Sulfites, Legs And Other Wine Myths
Wednesday - January 14, 2009
Happy New Year, everyone! I hope you had a great celebration. I’m still enjoying mine. I thought I would start the year by debunking some common myths about wine that I hear passed around from time to time.
I should have done this a while ago, so now I’m setting it straight.
* Red wine has more sulfites than white wine. This is simply untrue. The process of making white wine requires winemakers to use more sulfur because white grapes don’t have a coloring component in their skin. Red grapes, however, have a natural preservative in their skin which allows winemakers the freedom to add less sulfur during the winemaking process.

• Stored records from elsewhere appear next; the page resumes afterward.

#[derive(Debug, thiserror::Error)]
pub enum AppError {
    #[error("Backend API error: {0}")]
    BackendApi(String),

    #[error("Terminal error: {0}")]
    Terminal(#[from] std::io::Error),
}

pub type AppResult<T> = Result<T, AppError>;
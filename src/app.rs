//! Terminal lifecycle and input handling.

use std::io::{self, Stdout};
use std::time::Duration;

use crossterm::{
    event::{self, Event, KeyCode, KeyEventKind},
    execute,
    terminal::{EnterAlternateScreen, LeaveAlternateScreen, disable_raw_mode, enable_raw_mode},
};
use ratatui::{Terminal, backend::CrosstermBackend};
use tokio::sync::mpsc::UnboundedReceiver;

use crate::error::AppResult;
use crate::ui;
use crate::view::{DashboardController, DashboardUpdate, ViewMode};

/// RAII guard to ensure terminal state is restored even on panic.
struct TerminalCleanup;

impl Drop for TerminalCleanup {
    fn drop(&mut self) {
        let _ = disable_raw_mode();
        let _ = execute!(std::io::stdout(), LeaveAlternateScreen);
    }
}

/// The terminal application: drains fetch results into the controller and
/// turns key presses into view changes.
pub struct App {
    controller: DashboardController,
    update_rx: UnboundedReceiver<DashboardUpdate>,
    tick_rate: Duration,
    should_quit: bool,
}

impl App {
    #[must_use]
    pub fn new(
        controller: DashboardController,
        update_rx: UnboundedReceiver<DashboardUpdate>,
        tick_rate_ms: u64,
    ) -> Self {
        Self {
            controller,
            update_rx,
            tick_rate: Duration::from_millis(tick_rate_ms),
            should_quit: false,
        }
    }

    /// Run the dashboard until the user quits.
    ///
    /// # Errors
    ///
    /// Returns an error when the terminal cannot be set up or drawn to.
    pub fn run(&mut self) -> AppResult<()> {
        enable_raw_mode()?;
        let mut stdout = io::stdout();
        execute!(stdout, EnterAlternateScreen)?;

        // RAII guard ensures terminal cleanup even on panic
        let _cleanup = TerminalCleanup;

        let backend = CrosstermBackend::new(stdout);
        let mut terminal = Terminal::new(backend)?;

        self.controller.refresh();

        let result = self.main_loop(&mut terminal);

        self.controller.shutdown();

        // Explicit cleanup (guard will also clean up on drop, but explicit is clearer)
        disable_raw_mode()?;
        execute!(terminal.backend_mut(), LeaveAlternateScreen)?;

        // Forget the guard to avoid double cleanup
        std::mem::forget(_cleanup);

        result
    }

    fn main_loop(&mut self, terminal: &mut Terminal<CrosstermBackend<Stdout>>) -> AppResult<()> {
        while !self.should_quit {
            while let Ok(update) = self.update_rx.try_recv() {
                self.controller.apply_update(update);
            }

            terminal.draw(|f| ui::draw(f, &self.controller))?;

            if event::poll(self.tick_rate)? {
                if let Event::Key(key) = event::read()? {
                    if key.kind == KeyEventKind::Press {
                        self.handle_key(key.code);
                    }
                }
            }
        }
        Ok(())
    }

    fn handle_key(&mut self, key: KeyCode) {
        match key {
            // Quit
            KeyCode::Char('q') | KeyCode::Esc => self.should_quit = true,

            // View selection
            KeyCode::Char('1') | KeyCode::Char('l') => self.controller.set_view(ViewMode::Live),
            KeyCode::Char('2') | KeyCode::Char('t') => self.controller.set_view(ViewMode::Today),
            KeyCode::Char('3') | KeyCode::Char('7') => {
                self.controller.set_view(ViewMode::SevenDays);
            }
            KeyCode::Tab => {
                let next = match self.controller.mode() {
                    ViewMode::Live => ViewMode::Today,
                    ViewMode::Today => ViewMode::SevenDays,
                    ViewMode::SevenDays => ViewMode::Live,
                };
                self.controller.set_view(next);
            }

            // Manual refresh of the active view
            KeyCode::Char('r') => self.controller.refresh(),

            _ => {}
        }
    }
}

If no one used sulfur in their wines, your Chardonnay would look more like apple juice and your Cabernet would look like a cross between prune juice and chicken stock.

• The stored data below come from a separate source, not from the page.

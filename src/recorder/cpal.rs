//! CPAL-based recorder for desktop platforms (Linux, macOS, Windows)
//!
//! `cpal::Stream` is not `Send` on every host, so each recording owns a
//! dedicated stream thread. `start` blocks until that thread reports the
//! stream is playing (or failed to open); `stop` signals the thread to drop
//! the stream and then finalizes the WAV writer.

use std::sync::atomic::{AtomicU64, Ordering};
use std::sync::mpsc;
use std::sync::{Arc, Mutex, MutexGuard};
use std::thread::{self, JoinHandle};
use std::time::Duration;

use cpal::traits::{DeviceTrait, HostTrait, StreamTrait};

use super::{Recorder, RecordingRequest, RecordingSummary};
use crate::audio::buffer_pool::BufferPool;
use crate::audio::capture::{CaptureProducer, CaptureWriter};
use crate::audio::wav::WavSink;
use crate::config::RecorderConfig;
use crate::error::{log_recorder_error, RecorderError};

struct CpalSession {
    request: RecordingRequest,
    stop_tx: mpsc::Sender<()>,
    stream_thread: JoinHandle<()>,
    writer: CaptureWriter,
    dropped_frames: Arc<AtomicU64>,
}

pub struct CpalRecorder {
    config: RecorderConfig,
    session: Mutex<Option<CpalSession>>,
}

impl CpalRecorder {
    pub fn new(config: RecorderConfig) -> Self {
        Self {
            config,
            session: Mutex::new(None),
        }
    }

    fn lock_session(&self) -> Result<MutexGuard<'_, Option<CpalSession>>, RecorderError> {
        self.session.lock().map_err(|_| RecorderError::LockPoisoned {
            component: "cpal_session".to_string(),
        })
    }

    fn spawn_stream_thread(
        sample_rate: u32,
        producer: CaptureProducer,
    ) -> Result<(mpsc::Sender<()>, JoinHandle<()>), RecorderError> {
        let (ready_tx, ready_rx) = mpsc::sync_channel::<Result<(), RecorderError>>(1);
        let (stop_tx, stop_rx) = mpsc::channel::<()>();

        let handle = thread::Builder::new()
            .name("cpal-input".to_string())
            .spawn(move || {
                let stream = match open_input_stream(sample_rate, producer) {
                    Ok(stream) => stream,
                    Err(err) => {
                        let _ = ready_tx.send(Err(err));
                        return;
                    }
                };
                if let Err(err) = stream.play() {
                    let _ = ready_tx.send(Err(RecorderError::HardwareError {
                        details: format!("Input start failed: {}", err),
                    }));
                    return;
                }
                let _ = ready_tx.send(Ok(()));

                // Sender dropped or stop requested: either way the stream goes
                let _ = stop_rx.recv();
                drop(stream);
                tracing::debug!("[CpalRecorder] Input stream closed");
            })
            .map_err(|err| RecorderError::StreamFailure {
                reason: format!("Failed to spawn input thread: {}", err),
            })?;

        match ready_rx.recv() {
            Ok(Ok(())) => Ok((stop_tx, handle)),
            Ok(Err(err)) => {
                let _ = handle.join();
                Err(err)
            }
            Err(_) => {
                let _ = handle.join();
                Err(RecorderError::StreamFailure {
                    reason: "Input thread exited before reporting readiness".to_string(),
                })
            }
        }
    }
}

/// Open the default input device at `sample_rate`, f32 samples
fn open_input_stream(
    sample_rate: u32,
    mut producer: CaptureProducer,
) -> Result<cpal::Stream, RecorderError> {
    let host = cpal::default_host();
    let device = host
        .default_input_device()
        .ok_or_else(|| RecorderError::StreamOpenFailed {
            reason: "No default input device found".to_string(),
        })?;

    let supported = device
        .supported_input_configs()
        .map_err(|e| RecorderError::StreamOpenFailed {
            reason: format!("Failed to query input configs: {:?}", e),
        })?
        .filter(|range| range.sample_format() == cpal::SampleFormat::F32)
        .filter(|range| {
            range.min_sample_rate().0 <= sample_rate && sample_rate <= range.max_sample_rate().0
        })
        .min_by_key(|range| range.channels())
        .ok_or_else(|| RecorderError::StreamOpenFailed {
            reason: format!("No f32 input configuration supports {} Hz", sample_rate),
        })?
        .with_sample_rate(cpal::SampleRate(sample_rate));

    let stream_config: cpal::StreamConfig = supported.config();
    let channels_count = stream_config.channels as usize;

    tracing::info!(
        "[CpalRecorder] Opening {:?} at {} Hz, {} channel(s)",
        device.name().unwrap_or_else(|_| "unknown device".to_string()),
        sample_rate,
        channels_count
    );

    device
        .build_input_stream(
            &stream_config,
            move |data: &[f32], _: &cpal::InputCallbackInfo| {
                producer.push_interleaved(data, channels_count);
            },
            |err| tracing::error!("[CpalRecorder] Input stream error: {}", err),
            None,
        )
        .map_err(|e| RecorderError::StreamOpenFailed {
            reason: format!("{:?}", e),
        })
}

impl Recorder for CpalRecorder {
    fn start(&self, request: &RecordingRequest) -> Result<(), RecorderError> {
        // Pool construction panics on zero sizing; refuse before taking the lock
        self.config.validate()?;
        let mut guard = self.lock_session()?;
        if guard.is_some() {
            return Err(RecorderError::AlreadyRecording);
        }

        let (audio_channels, writer_channels) =
            BufferPool::new(self.config.buffer_pool_size, self.config.buffer_size).split();

        let sink = WavSink::create(&request.path, request.sample_rate)?;
        let writer = CaptureWriter::spawn(
            writer_channels,
            sink,
            Duration::from_millis(self.config.writer_poll_interval_ms),
        )?;

        let producer = CaptureProducer::new(audio_channels);
        let dropped_frames = producer.dropped_frames_ref();
        let (stop_tx, stream_thread) =
            match Self::spawn_stream_thread(request.sample_rate, producer) {
                Ok(parts) => parts,
                Err(err) => {
                    if let Err(cleanup) = writer.finish() {
                        log_recorder_error(&cleanup, "cpal_start_cleanup");
                    }
                    let _ = std::fs::remove_file(&request.path);
                    return Err(err);
                }
            };

        tracing::info!(
            "[CpalRecorder] Recording to {} at {} Hz",
            request.path.display(),
            request.sample_rate
        );

        *guard = Some(CpalSession {
            request: request.clone(),
            stop_tx,
            stream_thread,
            writer,
            dropped_frames,
        });
        Ok(())
    }

    fn stop(&self) -> Result<RecordingSummary, RecorderError> {
        let session = self.lock_session()?.take().ok_or(RecorderError::NotRecording)?;

        let _ = session.stop_tx.send(());
        let joined = session.stream_thread.join();

        // Finalize the file even if the input thread died
        let frames = session.writer.finish()?;
        joined.map_err(|_| RecorderError::StreamFailure {
            reason: "Input thread panicked".to_string(),
        })?;
        Ok(RecordingSummary::new(
            &session.request,
            frames,
            session.dropped_frames.load(Ordering::Relaxed),
        ))
    }

    fn is_recording(&self) -> bool {
        self.lock_session()
            .map(|guard| guard.is_some())
            .unwrap_or(false)
    }
}
// Oboe Tester Core - Rust microphone recorder behind a JNI bridge
// Real-time capture into 16-bit PCM WAV through a lock-free buffer pipeline

// Module declarations
pub mod audio;
pub mod bridge;
pub mod config;
pub mod error;
pub mod events;
pub mod logging;
pub mod recorder;

#[cfg(target_os = "android")]
pub mod jni_bridge;

// Re-exports for convenience
pub use bridge::{RecorderBridge, IDENTIFICATION};
pub use config::{InputPreset, PerformanceMode, RecorderConfig};
pub use error::{ErrorCode, RecorderError};
pub use events::RecorderEvent;
pub use recorder::{PlatformRecorder, Recorder, RecordingRequest, RecordingSummary};

/// JNI_OnLoad is called when the native library is loaded by Android
///
/// Sets up logging, hands the application context to ndk-context for oboe-rs
/// and installs the bridge around a single OboeRecorder.
#[cfg(target_os = "android")]
#[no_mangle]
pub extern "system" fn JNI_OnLoad(
    vm: jni::JavaVM,
    _reserved: *mut std::ffi::c_void,
) -> jni::sys::jint {
    use std::sync::Arc;

    logging::init_logging();
    log::info!("JNI_OnLoad called - initializing Android context");

    // Recording can still be attempted without it; oboe reports the failure
    if let Err(err) = jni_bridge::init_android_context(&vm) {
        error::log_recorder_error(&err, "JNI_OnLoad");
    }

    let config = RecorderConfig::load_android();
    let recorder = Arc::new(recorder::OboeRecorder::new(config.clone()));
    match jni_bridge::install_bridge(RecorderBridge::new(recorder, config)) {
        Ok(()) => log::info!("Recorder bridge installed"),
        Err(err) => error::log_recorder_error(&err, "JNI_OnLoad"),
    }

    jni::sys::JNI_VERSION_1_6
}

* Wine turns into vinegar after a long time. Yes, there are white and red wine vinegars, but vinegar is not made in a bottle unto itself. A fine bottle of wine should be assumed to be free of faults and bacteria. That said, vinegar requires acetic acid bacteria (aka acetobacter) in order to transform alcohol (ethanol) into acetic acid in the presence of oxygen. I’ve had many “old” (read 80-100 years old) wines that have not turned into vinegar. If you do ever taste a bottle of wine that tastes like vinegar, I suggest you return it.
* The thicker the “legs” of the wine, the better it is. When people refer to the legs of the wine, they are looking at the “tears” of alcohol that cling to the inside of the glass after it has been swirled. The only thing this indicates is the amount of alcohol in the wine. The thicker the legs or tears, the higher the alcohol. A good example of this would be late-harvested Zinfandel and Shiraz. If the wine has no tears at all and just sheets down at once, the wine has very little alcohol, like German Riesling. The only time this myth is true is if the only reason you are drinking wine is to get wrecked. Not good.

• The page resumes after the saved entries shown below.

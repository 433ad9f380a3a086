use std::sync::{Mutex, MutexGuard};

use super::{Recorder, RecordingRequest, RecordingSummary};
use crate::error::RecorderError;

/// A call observed by [`StubRecorder`]
#[derive(Debug, Clone, PartialEq, Eq)]
pub enum RecorderCall {
    Start(RecordingRequest),
    Stop,
}

#[derive(Default)]
struct StubState {
    calls: Vec<RecorderCall>,
    active: Option<RecordingRequest>,
    fail_next_start: Option<RecorderError>,
    fail_next_stop: Option<RecorderError>,
}

/// Recorder stub used for deterministic testing and hardware-free harnesses.
///
/// Every call is logged before the stub applies its lifecycle rules, so a
/// rejected second `start` still shows up in [`StubRecorder::calls`].
#[derive(Default)]
pub struct StubRecorder {
    state: Mutex<StubState>,
    frames_per_recording: u64,
}

impl StubRecorder {
    pub fn new() -> Self {
        Self::default()
    }

    /// Report this many frames in every summary
    pub fn with_frames(frames_per_recording: u64) -> Self {
        Self {
            state: Mutex::default(),
            frames_per_recording,
        }
    }

    pub fn calls(&self) -> Vec<RecorderCall> {
        self.lock().map(|state| state.calls.clone()).unwrap_or_default()
    }

    pub fn start_requests(&self) -> Vec<RecordingRequest> {
        self.calls()
            .into_iter()
            .filter_map(|call| match call {
                RecorderCall::Start(request) => Some(request),
                RecorderCall::Stop => None,
            })
            .collect()
    }

    pub fn fail_next_start(&self, err: RecorderError) {
        if let Ok(mut state) = self.lock() {
            state.fail_next_start = Some(err);
        }
    }

    pub fn fail_next_stop(&self, err: RecorderError) {
        if let Ok(mut state) = self.lock() {
            state.fail_next_stop = Some(err);
        }
    }

    fn lock(&self) -> Result<MutexGuard<'_, StubState>, RecorderError> {
        self.state.lock().map_err(|_| RecorderError::LockPoisoned {
            component: "stub_recorder".to_string(),
        })
    }
}

impl Recorder for StubRecorder {
    fn start(&self, request: &RecordingRequest) -> Result<(), RecorderError> {
        let mut state = self.lock()?;
        state.calls.push(RecorderCall::Start(request.clone()));

        if let Some(err) = state.fail_next_start.take() {
            return Err(err);
        }
        if state.active.is_some() {
            return Err(RecorderError::AlreadyRecording);
        }
        state.active = Some(request.clone());
        Ok(())
    }

    fn stop(&self) -> Result<RecordingSummary, RecorderError> {
        let mut state = self.lock()?;
        state.calls.push(RecorderCall::Stop);

        if let Some(err) = state.fail_next_stop.take() {
            return Err(err);
        }
        let request = state.active.take().ok_or(RecorderError::NotRecording)?;
        Ok(RecordingSummary::new(&request, self.frames_per_recording, 0))
    }

    fn is_recording(&self) -> bool {
        self.lock().map(|state| state.active.is_some()).unwrap_or(false)
    }
}
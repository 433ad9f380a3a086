//! Configuration management for the recorder
//!
//! This module provides runtime configuration loading from JSON files so the
//! stream parameters (sample rate, input preset, performance mode) and the
//! buffer pool sizing can be tuned without recompiling the native library.

use serde::{Deserialize, Serialize};
use std::fmt;
use std::fs;
use std::path::Path;
use std::str::FromStr;

use crate::audio::buffer_pool::{DEFAULT_BUFFER_COUNT, DEFAULT_BUFFER_SIZE};
use crate::error::RecorderError;

/// Default recording sample rate in Hz
pub const DEFAULT_SAMPLE_RATE: u32 = 48000;

/// Microphone input preset, mirroring the NDK `aaudio_input_preset_t` values
#[derive(Debug, Clone, Copy, PartialEq, Eq, Serialize, Deserialize)]
pub enum InputPreset {
    Generic,
    Camcorder,
    VoiceRecognition,
    VoiceCommunication,
    Unprocessed,
    VoicePerformance,
}

impl InputPreset {
    pub const ALL: [InputPreset; 6] = [
        InputPreset::Generic,
        InputPreset::Camcorder,
        InputPreset::VoiceRecognition,
        InputPreset::VoiceCommunication,
        InputPreset::Unprocessed,
        InputPreset::VoicePerformance,
    ];

    /// NDK integer code passed from the Kotlin side
    pub fn ndk_code(self) -> i32 {
        match self {
            InputPreset::Generic => 1,
            InputPreset::Camcorder => 5,
            InputPreset::VoiceRecognition => 6,
            InputPreset::VoiceCommunication => 7,
            InputPreset::Unprocessed => 9,
            InputPreset::VoicePerformance => 10,
        }
    }

    pub fn from_ndk(code: i32) -> Result<Self, RecorderError> {
        Self::ALL
            .into_iter()
            .find(|preset| preset.ndk_code() == code)
            .ok_or(RecorderError::UnsupportedInputPreset { code })
    }

    pub fn name(self) -> &'static str {
        match self {
            InputPreset::Generic => "Generic",
            InputPreset::Camcorder => "Camcorder",
            InputPreset::VoiceRecognition => "VoiceRecognition",
            InputPreset::VoiceCommunication => "VoiceCommunication",
            InputPreset::Unprocessed => "Unprocessed",
            InputPreset::VoicePerformance => "VoicePerformance",
        }
    }
}

impl fmt::Display for InputPreset {
    fn fmt(&self, f: &mut fmt::Formatter<'_>) -> fmt::Result {
        f.write_str(self.name())
    }
}

impl FromStr for InputPreset {
    type Err = String;

    fn from_str(s: &str) -> Result<Self, Self::Err> {
        Self::ALL
            .into_iter()
            .find(|preset| preset.name().eq_ignore_ascii_case(s))
            .ok_or_else(|| format!("unknown input preset '{}'", s))
    }
}

/// Stream performance mode, mirroring the NDK `aaudio_performance_mode_t` values
#[derive(Debug, Clone, Copy, PartialEq, Eq, Serialize, Deserialize)]
pub enum PerformanceMode {
    None,
    PowerSaving,
    LowLatency,
}

impl PerformanceMode {
    pub const ALL: [PerformanceMode; 3] = [
        PerformanceMode::None,
        PerformanceMode::PowerSaving,
        PerformanceMode::LowLatency,
    ];

    pub fn ndk_code(self) -> i32 {
        match self {
            PerformanceMode::None => 10,
            PerformanceMode::PowerSaving => 11,
            PerformanceMode::LowLatency => 12,
        }
    }

    pub fn from_ndk(code: i32) -> Result<Self, RecorderError> {
        Self::ALL
            .into_iter()
            .find(|mode| mode.ndk_code() == code)
            .ok_or(RecorderError::UnsupportedPerformanceMode { code })
    }

    pub fn name(self) -> &'static str {
        match self {
            PerformanceMode::None => "None",
            PerformanceMode::PowerSaving => "PowerSaving",
            PerformanceMode::LowLatency => "LowLatency",
        }
    }
}

impl fmt::Display for PerformanceMode {
    fn fmt(&self, f: &mut fmt::Formatter<'_>) -> fmt::Result {
        f.write_str(self.name())
    }
}

impl FromStr for PerformanceMode {
    type Err = String;

    fn from_str(s: &str) -> Result<Self, Self::Err> {
        Self::ALL
            .into_iter()
            .find(|mode| mode.name().eq_ignore_ascii_case(s))
            .ok_or_else(|| format!("unknown performance mode '{}'", s))
    }
}

/// Recorder configuration
#[derive(Debug, Clone, PartialEq, Serialize, Deserialize)]
#[serde(default)]
pub struct RecorderConfig {
    /// Sample rate used by the CLI harness when none is given
    pub sample_rate: u32,
    /// Input preset used by the two-argument `startRecording`
    pub input_preset: InputPreset,
    /// Performance mode used by the two-argument `startRecording`
    pub performance_mode: PerformanceMode,
    /// Number of pre-allocated buffers between callback and writer
    pub buffer_pool_size: usize,
    /// Capacity of each buffer in frames
    pub buffer_size: usize,
    /// Writer thread sleep between queue drains
    pub writer_poll_interval_ms: u64,
}

impl Default for RecorderConfig {
    fn default() -> Self {
        Self {
            sample_rate: DEFAULT_SAMPLE_RATE,
            input_preset: InputPreset::Unprocessed,
            performance_mode: PerformanceMode::LowLatency,
            buffer_pool_size: DEFAULT_BUFFER_COUNT,
            buffer_size: DEFAULT_BUFFER_SIZE,
            writer_poll_interval_ms: 10,
        }
    }
}

impl RecorderConfig {
    /// Load configuration from JSON file
    ///
    /// Missing files and malformed JSON fall back to the defaults with a
    /// warning; a recording app should still come up with sane settings.
    pub fn load_from_file<P: AsRef<Path>>(path: P) -> Self {
        match fs::read_to_string(&path) {
            Ok(contents) => match serde_json::from_str::<Self>(&contents) {
                Ok(config) => match config.validate() {
                    Ok(()) => {
                        log::info!("[Config] Loaded configuration from {:?}", path.as_ref());
                        config
                    }
                    Err(err) => {
                        log::warn!(
                            "[Config] Rejected configuration from {:?}: {}. Using defaults.",
                            path.as_ref(),
                            err
                        );
                        Self::default()
                    }
                },
                Err(err) => {
                    log::warn!(
                        "[Config] Failed to parse JSON from {:?}: {}. Using defaults.",
                        path.as_ref(),
                        err
                    );
                    Self::default()
                }
            },
            Err(err) => {
                log::warn!(
                    "[Config] Failed to read config file {:?}: {}. Using defaults.",
                    path.as_ref(),
                    err
                );
                Self::default()
            }
        }
    }

    /// Check the values a recorder cannot start with
    pub fn validate(&self) -> Result<(), RecorderError> {
        if self.buffer_pool_size == 0 {
            return Err(RecorderError::InvalidConfig {
                reason: "buffer_pool_size must be greater than 0".to_string(),
            });
        }
        if self.buffer_size == 0 {
            return Err(RecorderError::InvalidConfig {
                reason: "buffer_size must be greater than 0".to_string(),
            });
        }
        if self.sample_rate == 0 || i32::try_from(self.sample_rate).is_err() {
            return Err(RecorderError::InvalidConfig {
                reason: format!("sample_rate {} is out of range", self.sample_rate),
            });
        }
        Ok(())
    }

    /// Configuration used when the library is loaded by the Android runtime
    #[cfg(target_os = "android")]
    pub fn load_android() -> Self {
        log::info!("[Config] Using default recorder configuration");
        Self::default()
    }

    /// Load configuration for non-Android platforms
    #[cfg(not(target_os = "android"))]
    pub fn load() -> Self {
        Self::load_from_file("assets/recorder_config.json")
    }
}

* Screw caps are only for cheap and low-quality wines. This is a fairly recent myth, as there are many more wineries choosing to bottle their production under Stelvin closure (aka screw caps) in order to avoid the pitfalls associated with natural bark-produced cork. These include cork taint, oxidation and the sometimes irritating floating cork in the glass.
* The darker the wine, the more flavor it has. It is true that red wine gets most of its flavor from the skins of the grapes. But wine-makers also can add color to wine just by adding a coloring agent (as long as it is grape-based). I spoke to one winemaker who says that just a few drops of this stuff can make a Pinot Noir look as black as a Shiraz! The color of white wine comes primarily from oak and age, minimally from the skins of the grapes. There are plenty of light-colored wines - Riesling, Pinot Gris, Pinot Noir and Grenache, to name a few - that pack as much intensity as any of the darker-colored wines. I never judge a wine simply by its color.